Take a look at what we’ve read in November – a gripping Aussie crime, a Miles Franklin winner, a mental health anthology and more!


 

Bodies of Light by Jennifer Down

Rowena Tuziak, Membership & Operations Manager

Bodies of LIght Jennifer Down - What We're Reading November

Told with empathy and authenticity, Jennifer Down’s Bodies of Light charts the course of a life wrought by trauma. Maggie’s mother has died, her addict father is incarcerated, and she is thrust into the foster care system of Melbourne in the 1980s. It is the start of endemic institutional failures that compound her damage.

This compelling saga reads like a memoir with its first-person intimacy. Maggie is alive on the page and as readers, we are invested in her welfare. It would be easy for a work like this to slip into excessive despair, but Down knows when it is time for us to come up for air. It is thoroughly researched, with Down exquisitely capturing time, place, and character, with clean prose that is beautiful and precise.

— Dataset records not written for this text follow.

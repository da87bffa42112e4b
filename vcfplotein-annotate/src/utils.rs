use std::env;

use super::consts::{DEFAULT_VCFPLOTEIN_API, VCFPLOTEIN_API_ENV, VCFPLOTEIN_ENSEMBL_API_ENV};
use super::config::ServiceVersion;

/// Get default vcfplotein api from environment variable
///
/// # Returns
/// - vcfplotein api for url
pub fn get_default_api_url() -> String {
    env::var(VCFPLOTEIN_API_ENV).unwrap_or_else(|_| DEFAULT_VCFPLOTEIN_API.to_string())
}

/// Get default variant-effect endpoint from environment variable, if not
/// available then use the Ensembl endpoint of the given assembly version
pub fn get_default_ensembl_url(version: ServiceVersion) -> String {
    env::var(VCFPLOTEIN_ENSEMBL_API_ENV).unwrap_or_else(|_| version.ensembl_url().to_string())
}

/// Join a base url and a relative path with exactly one slash between them.
pub fn join_url(base: &str, path: &str) -> String {
    format!(
        "{}/{}",
        base.trim_end_matches('/'),
        path.trim_start_matches('/')
    )
}
//! Minimal XML element tree built on `quick-xml`.
//!
//! Only what geometry extraction needs is kept: local element names, text
//! content and children. Namespace prefixes are stripped, so `kml:Placemark`
//! and `Placemark` are the same element.

use quick_xml::events::{BytesStart, Event};
use quick_xml::Reader;

use crate::error::{ImportError, Result};

/// A parsed XML element.
#[derive(Debug, Clone, PartialEq)]
pub struct XmlNode {
    /// Local name of the element, without namespace prefix.
    pub name: String,
    /// Text and CDATA content directly inside this element. Separate chunks
    /// are joined with a space.
    pub text: String,
    /// Child elements in document order.
    pub children: Vec<XmlNode>,
}

impl XmlNode {
    pub fn new(name: impl Into<String>) -> Self {
        Self {
            name: name.into(),
            text: String::new(),
            children: Vec::new(),
        }
    }

    fn from_start(start: &BytesStart<'_>) -> Self {
        Self::new(String::from_utf8_lossy(start.local_name().as_ref()))
    }

    fn push_text(&mut self, value: &str) {
        let value = value.trim();
        if value.is_empty() {
            return;
        }
        if !self.text.is_empty() {
            self.text.push(' ');
        }
        self.text.push_str(value);
    }

    /// This element and all its descendants named `name`, in document order.
    pub fn elements<'a>(&'a self, name: &'a str) -> impl Iterator<Item = &'a XmlNode> + 'a {
        PreOrder { stack: vec![self] }.filter(move |node| node.name == name)
    }

    /// Descendants named `name` that have no ancestor of the same name below
    /// `self`, in document order.
    pub fn outermost(&self, name: &str) -> Vec<&XmlNode> {
        let mut found = Vec::new();
        let mut stack: Vec<&XmlNode> = self.children.iter().rev().collect();
        while let Some(node) = stack.pop() {
            if node.name == name {
                found.push(node);
            } else {
                stack.extend(node.children.iter().rev());
            }
        }
        found
    }

    /// Descendant selection, like the CSS selector `a b c`: every descendant
    /// matching the last name whose ancestors below `self` match the earlier
    /// names in order. Results are in document order.
    pub fn select(&self, path: &[&str]) -> Vec<&XmlNode> {
        let mut found = Vec::new();
        if path.is_empty() {
            return found;
        }

        let mut stack: Vec<(&XmlNode, usize)> =
            self.children.iter().rev().map(|child| (child, 0)).collect();
        while let Some((node, matched)) = stack.pop() {
            let matched = if node.name == path[matched] {
                matched + 1
            } else {
                matched
            };
            if matched == path.len() {
                found.push(node);
                continue;
            }
            stack.extend(node.children.iter().rev().map(|child| (child, matched)));
        }
        found
    }

    /// First match of [`XmlNode::select`].
    pub fn select_first(&self, path: &[&str]) -> Option<&XmlNode> {
        self.select(path).into_iter().next()
    }
}

struct PreOrder<'a> {
    stack: Vec<&'a XmlNode>,
}

impl<'a> Iterator for PreOrder<'a> {
    type Item = &'a XmlNode;

    fn next(&mut self) -> Option<Self::Item> {
        let node = self.stack.pop()?;
        self.stack.extend(node.children.iter().rev());
        Some(node)
    }
}

/// Parses an XML document into its root element.
///
/// Syntax errors, mismatched or unclosed tags, documents without a root and
/// content after the root all fail with [`ImportError::MalformedDocument`].
pub fn parse(text: &str) -> Result<XmlNode> {
    let text = text.trim_start_matches('\u{feff}');
    let mut reader = Reader::from_str(text);
    reader.trim_text(true);

    let mut stack: Vec<XmlNode> = Vec::new();
    let mut root: Option<XmlNode> = None;

    loop {
        let position = reader.buffer_position();
        let event = reader
            .read_event()
            .map_err(|e| malformed(format!("XML error at position {}: {}", position, e)))?;

        match event {
            Event::Start(start) => {
                ensure_single_root(&stack, &root)?;
                stack.push(XmlNode::from_start(&start));
            }
            Event::Empty(start) => {
                ensure_single_root(&stack, &root)?;
                attach(&mut stack, &mut root, XmlNode::from_start(&start));
            }
            Event::End(end) => {
                let node = stack.pop().ok_or_else(|| {
                    malformed(format!(
                        "unexpected closing tag '</{}>'",
                        String::from_utf8_lossy(end.name().as_ref())
                    ))
                })?;
                attach(&mut stack, &mut root, node);
            }
            Event::Text(value) => {
                let value = value
                    .unescape()
                    .map_err(|e| malformed(format!("invalid text content: {}", e)))?;
                push_content(&mut stack, &value)?;
            }
            Event::CData(value) => {
                let value = String::from_utf8_lossy(&value).into_owned();
                push_content(&mut stack, &value)?;
            }
            Event::Eof => break,
            _ => {}
        }
    }

    if let Some(open) = stack.last() {
        return Err(malformed(format!(
            "unexpected end of document inside '<{}>'",
            open.name
        )));
    }

    root.ok_or_else(|| malformed("document has no root element".to_string()))
}

fn attach(stack: &mut [XmlNode], root: &mut Option<XmlNode>, node: XmlNode) {
    match stack.last_mut() {
        Some(parent) => parent.children.push(node),
        None => *root = Some(node),
    }
}

fn ensure_single_root(stack: &[XmlNode], root: &Option<XmlNode>) -> Result<()> {
    if stack.is_empty() && root.is_some() {
        return Err(malformed("more than one root element".to_string()));
    }
    Ok(())
}

fn push_content(stack: &mut [XmlNode], value: &str) -> Result<()> {
    match stack.last_mut() {
        Some(node) => {
            node.push_text(value);
            Ok(())
        }
        None if value.trim().is_empty() => Ok(()),
        None => Err(malformed("text outside the root element".to_string())),
    }
}

fn malformed(message: String) -> ImportError {
    ImportError::MalformedDocument(message)
}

Jennifer Down was a very worthy winner of the Miles Franklin this year. This is such a respectful and skilfully crafted novel, with storytelling that is layered and nuanced. As you might expect from a story of trauma, proceed with caution as this powerful book covers some confronting content.


Island Magazine 165

Isaac Wilcox, Administration and Digital Services Officer

Island Magazine What We're reading november

I’ve been reading Island Magazine 165. It’s a great edition, with the winner and shortlist of the Island Nonfiction Prize 2022, new poetry, fiction and arts feature.

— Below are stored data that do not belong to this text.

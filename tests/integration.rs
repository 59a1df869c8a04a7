use std::process::Command;

#[test]
fn test_help_flag() {
    let output = Command::new("cargo")
        .args(["run", "--", "--help"])
        .output()
        .expect("Failed to execute command");

    assert!(output.status.success());
    let stdout = String::from_utf8_lossy(&output.stdout);
    assert!(stdout.contains("geofile-import"));
    assert!(stdout.contains("--output-dir"));
    assert!(stdout.contains("--max-size-mib"));
}

#[test]
fn test_missing_inputs() {
    let output = Command::new("cargo")
        .args(["run", "--"])
        .output()
        .expect("Failed to execute command");

    assert!(!output.status.success());
    let stderr = String::from_utf8_lossy(&output.stderr);
    assert!(stderr.contains("required"));
}

#[test]
fn test_quiet_and_verbose_conflict() {
    let output = Command::new("cargo")
        .args(["run", "--", "a.kml", "--quiet", "--verbose"])
        .output()
        .expect("Failed to execute command");

    assert!(!output.status.success());
    let stderr = String::from_utf8_lossy(&output.stderr);
    assert!(stderr.contains("mutually exclusive"));
}

#[test]
fn test_file_not_found() {
    let output = Command::new("cargo")
        .args(["run", "--", "nonexistent.kml"])
        .output()
        .expect("Failed to execute command");

    assert!(!output.status.success());
    let stderr = String::from_utf8_lossy(&output.stderr);
    assert!(stderr.contains("not found"));
}

#[test]
fn test_unsupported_extension() {
    let dir = tempfile::tempdir().expect("Failed to create temp dir");
    let input = dir.path().join("track.gpx");
    std::fs::write(&input, "<gpx/>").unwrap();

    let output = Command::new("cargo")
        .args(["run", "--", input.to_str().unwrap()])
        .output()
        .expect("Failed to execute command");

    assert!(!output.status.success());
    let stderr = String::from_utf8_lossy(&output.stderr);
    assert!(stderr.contains("Unsupported format"));
}

#[test]
fn test_kml_written_as_geojson() {
    let dir = tempfile::tempdir().expect("Failed to create temp dir");
    let input = dir.path().join("site.kml");
    std::fs::write(
        &input,
        "<kml><Placemark><Point><coordinates>2.35,48.85</coordinates></Point></Placemark></kml>",
    )
    .unwrap();
    let out_dir = dir.path().join("out");

    let output = Command::new("cargo")
        .args([
            "run",
            "--",
            input.to_str().unwrap(),
            "-o",
            out_dir.to_str().unwrap(),
            "--quiet",
        ])
        .output()
        .expect("Failed to execute command");

    if !output.status.success() {
        eprintln!("stderr: {}", String::from_utf8_lossy(&output.stderr));
    }
    assert!(output.status.success());

    let written = out_dir.join("site.geojson");
    let stdout = String::from_utf8_lossy(&output.stdout);
    assert!(stdout.contains("site.geojson"));
    let json = std::fs::read_to_string(&written).unwrap();
    assert!(json.contains("FeatureCollection"));
    assert!(json.contains("2.35"));
}

#[test]
fn test_partial_failure_exits_with_error() {
    let dir = tempfile::tempdir().expect("Failed to create temp dir");
    let good = dir.path().join("good.geojson");
    std::fs::write(&good, r#"{"type":"Point","coordinates":[1,2]}"#).unwrap();
    let bad = dir.path().join("bad.geojson");
    std::fs::write(&bad, r#"{"type":"FeatureCollection","features":[]}"#).unwrap();

    let output = Command::new("cargo")
        .args(["run", "--", good.to_str().unwrap(), bad.to_str().unwrap()])
        .output()
        .expect("Failed to execute command");

    assert!(!output.status.success());
    let stdout = String::from_utf8_lossy(&output.stdout);
    let stderr = String::from_utf8_lossy(&output.stderr);
    assert!(stdout.contains("(1 Point)"));
    assert!(stderr.contains("No valid geometry found"));
}
//! GeoJSON reading and normalization.

use geojson::Value;
use serde_json::Value as JsonValue;

use crate::coords::{from_position, from_positions};
use crate::error::{ImportError, Result};
use crate::geometry::{Geometry, Ring};
use crate::logger;

/// Parses GeoJSON text into canonical geometries.
///
/// Accepts a `FeatureCollection` (features without geometry are skipped) or a
/// bare geometry object carrying `type` and `coordinates`. Each geometry is
/// decoded and checked with the same size rules as KML input; the ones that
/// fail are dropped, so the result may be empty.
pub fn normalize(text: &str) -> Result<Vec<Geometry>> {
    let value: JsonValue = serde_json::from_str(text)
        .map_err(|e| ImportError::MalformedDocument(format!("invalid JSON: {}", e)))?;

    let mut geometries = Vec::new();
    for (index, raw) in raw_geometries(value)?.into_iter().enumerate() {
        match geojson::Geometry::from_json_value(raw) {
            Ok(geometry) => push_geometry(&geometry.value, &mut geometries),
            Err(e) => logger::debug(&format!("Skipped geometry #{}: {}", index, e)),
        }
    }
    Ok(geometries)
}

/// Recognizes the top-level shape and returns the geometry objects in order.
fn raw_geometries(value: JsonValue) -> Result<Vec<JsonValue>> {
    let JsonValue::Object(mut object) = value else {
        return Err(ImportError::UnrecognizedStructure);
    };

    // A collection without a `features` array is checked as a bare geometry.
    if object.get("type").and_then(JsonValue::as_str) == Some("FeatureCollection") {
        if let Some(JsonValue::Array(features)) = object.remove("features") {
            return Ok(features
                .into_iter()
                .filter_map(|feature| match feature {
                    JsonValue::Object(mut feature) => {
                        feature.remove("geometry").filter(|g| !g.is_null())
                    }
                    _ => None,
                })
                .collect());
        }
    }

    let has = |key: &str| object.get(key).is_some_and(|v| !v.is_null());
    if has("type") && has("coordinates") {
        return Ok(vec![JsonValue::Object(object)]);
    }

    Err(ImportError::UnrecognizedStructure)
}

fn push_geometry(value: &Value, out: &mut Vec<Geometry>) {
    let geometry = match value {
        Value::Point(position) => from_position(position).map(Geometry::point),
        Value::MultiPoint(positions) => Geometry::multi_point(from_positions(positions)),
        Value::LineString(positions) => Geometry::line_string(from_positions(positions)),
        Value::MultiLineString(lines) => {
            Geometry::multi_line_string(lines.iter().map(|l| from_positions(l)).collect())
        }
        Value::Polygon(rings) => {
            split_rings(rings).and_then(|(outer, holes)| Geometry::polygon(outer, holes))
        }
        Value::MultiPolygon(polygons) => {
            Geometry::multi_polygon(polygons.iter().filter_map(|p| split_rings(p)).collect())
        }
        Value::GeometryCollection(members) => {
            for member in members {
                push_geometry(&member.value, out);
            }
            return;
        }
    };

    match geometry {
        Some(geometry) => out.push(geometry),
        None => logger::debug(&format!("Skipped invalid {}", type_name(value))),
    }
}

fn type_name(value: &Value) -> &'static str {
    match value {
        Value::Point(_) => "Point",
        Value::MultiPoint(_) => "MultiPoint",
        Value::LineString(_) => "LineString",
        Value::MultiLineString(_) => "MultiLineString",
        Value::Polygon(_) => "Polygon",
        Value::MultiPolygon(_) => "MultiPolygon",
        Value::GeometryCollection(_) => "GeometryCollection",
    }
}

fn split_rings(rings: &[Vec<Vec<f64>>]) -> Option<(Ring, Vec<Ring>)> {
    let (outer, holes) = rings.split_first()?;
    Some((
        from_positions(outer),
        holes.iter().map(|hole| from_positions(hole)).collect(),
    ))
}
//! GeoJSON output of imported geometries.

use std::path::Path;

use geojson::{Feature, FeatureCollection, Value};

use crate::error::Result;
use crate::geometry::{Coordinate, Geometry, Ring};

impl From<&Geometry> for Value {
    fn from(geometry: &Geometry) -> Self {
        match geometry {
            Geometry::Point(c) => Value::Point(position(c)),
            Geometry::LineString(coords) => Value::LineString(positions(coords)),
            Geometry::Polygon(rings) => Value::Polygon(polygon(rings)),
            Geometry::MultiPoint(coords) => Value::MultiPoint(positions(coords)),
            Geometry::MultiLineString(lines) => {
                Value::MultiLineString(lines.iter().map(|l| positions(l)).collect())
            }
            Geometry::MultiPolygon(polygons) => {
                Value::MultiPolygon(polygons.iter().map(|p| polygon(p)).collect())
            }
        }
    }
}

fn position(coord: &Coordinate) -> Vec<f64> {
    vec![coord.lon, coord.lat]
}

fn positions(coords: &[Coordinate]) -> Vec<Vec<f64>> {
    coords.iter().map(position).collect()
}

fn polygon(rings: &[Ring]) -> Vec<Vec<Vec<f64>>> {
    rings.iter().map(|r| positions(r)).collect()
}

/// One feature per geometry, in order, without properties.
pub fn to_feature_collection(geometries: &[Geometry]) -> FeatureCollection {
    let features = geometries
        .iter()
        .map(|g| Feature::from(geojson::Geometry::new(Value::from(g))))
        .collect();
    FeatureCollection {
        bbox: None,
        features,
        foreign_members: None,
    }
}

/// Writes the geometries as a GeoJSON `FeatureCollection`.
pub async fn write_geojson(path: &Path, geometries: &[Geometry], pretty: bool) -> Result<()> {
    let collection = to_feature_collection(geometries);
    let json = if pretty {
        serde_json::to_string_pretty(&collection)
    } else {
        serde_json::to_string(&collection)
    }
    .map_err(std::io::Error::from)?;
    tokio::fs::write(path, json).await?;
    Ok(())
}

I was really caught by the short story, ‘Hand Held,’ by Laura Elvery. The story is very familiar – distance, families, Covid, kids. It’s familiar and sort of comforting to remember it’s not just you who’s experienced these things and we’re all still coming through. Another thing that caught me was Pip Smith’s poem, ‘Daughters.’ Instantly I think of my wife and her own grim sense of humour. I wonder if she will find it as funny as I did. There’s a sense of loss and loneliness throughout the magazine. I wonder if there’s been something in the life of an editor, if it’s just me, or if we’re all just feeling exhausted and a bit lost. In saying that, the fact they’ve been written and shared, and I want to share them with others, is a hopeful thing. Just like that beautiful cover image by Helen Wright.

Island Magazine 165, Island Magazine


Dirt Town by Hayley Scrivenor

Jane McCredie, CEO

Dirt town hayley scrivenor

I’ve been reading Hayley Scrivenor’s debut novel, Dirt Town, after it was recommended to me by another member of the Writing NSW team, Amy Lovat. Regional crime is one of the most successful genres in Australian publishing at the moment and this is the best example I’ve read so far. Told from multiple points of view, the novel transcends the usual bounds of crime fiction with the quality of its writing and psychological depth of its characters. The simmering violence in Scrivenor’s fictional community will stay with me for a while.

Dirt Town, Pan Macmillan


Admissions: Voices within Mental Health

Keira Baker, Project and Communications Officer

Admissions voices within mental health what we're reading november

Admissions: Voices within Mental Health is a collection of work from Australian writers, comedians and public figures aiming to “define themselves beyond a diagnosis.” Edited by David Stavanger, Radhiah Chowdhury, and Mohammad Awad, the book collates a series of essays, poems, fiction, lyrics, and illustrations exploring lived experiences of mental health and creative practice. 

I was going to choose just one story to review, but the power of this book lies in how it cumulates, page after page. Elizabeth Tan writes about ‘smart ovens for lonely people.’ Cher Tan dissects the pursuit of happiness. Some of the pieces take us through lives or generations, others are just a few lines, a scribbled drawing – Maja Amanita’s Toilet Stall Poetry just reads: “They took the hook off the back of the toilet stall does at the psychiatric hospital, And I’m wondering if the lady in the next stall is crying for the same reason.”

In this way, despite some of the heavier content, there’s a hopefulness that finds its way through cracks. A sense of togetherness, of reclaiming language. The anthology describes it as “mad pride.”

Writing can be a strange and lonely profession. In a climate of anxiety and isolation, this collection is a reminder of the power of sharing stories.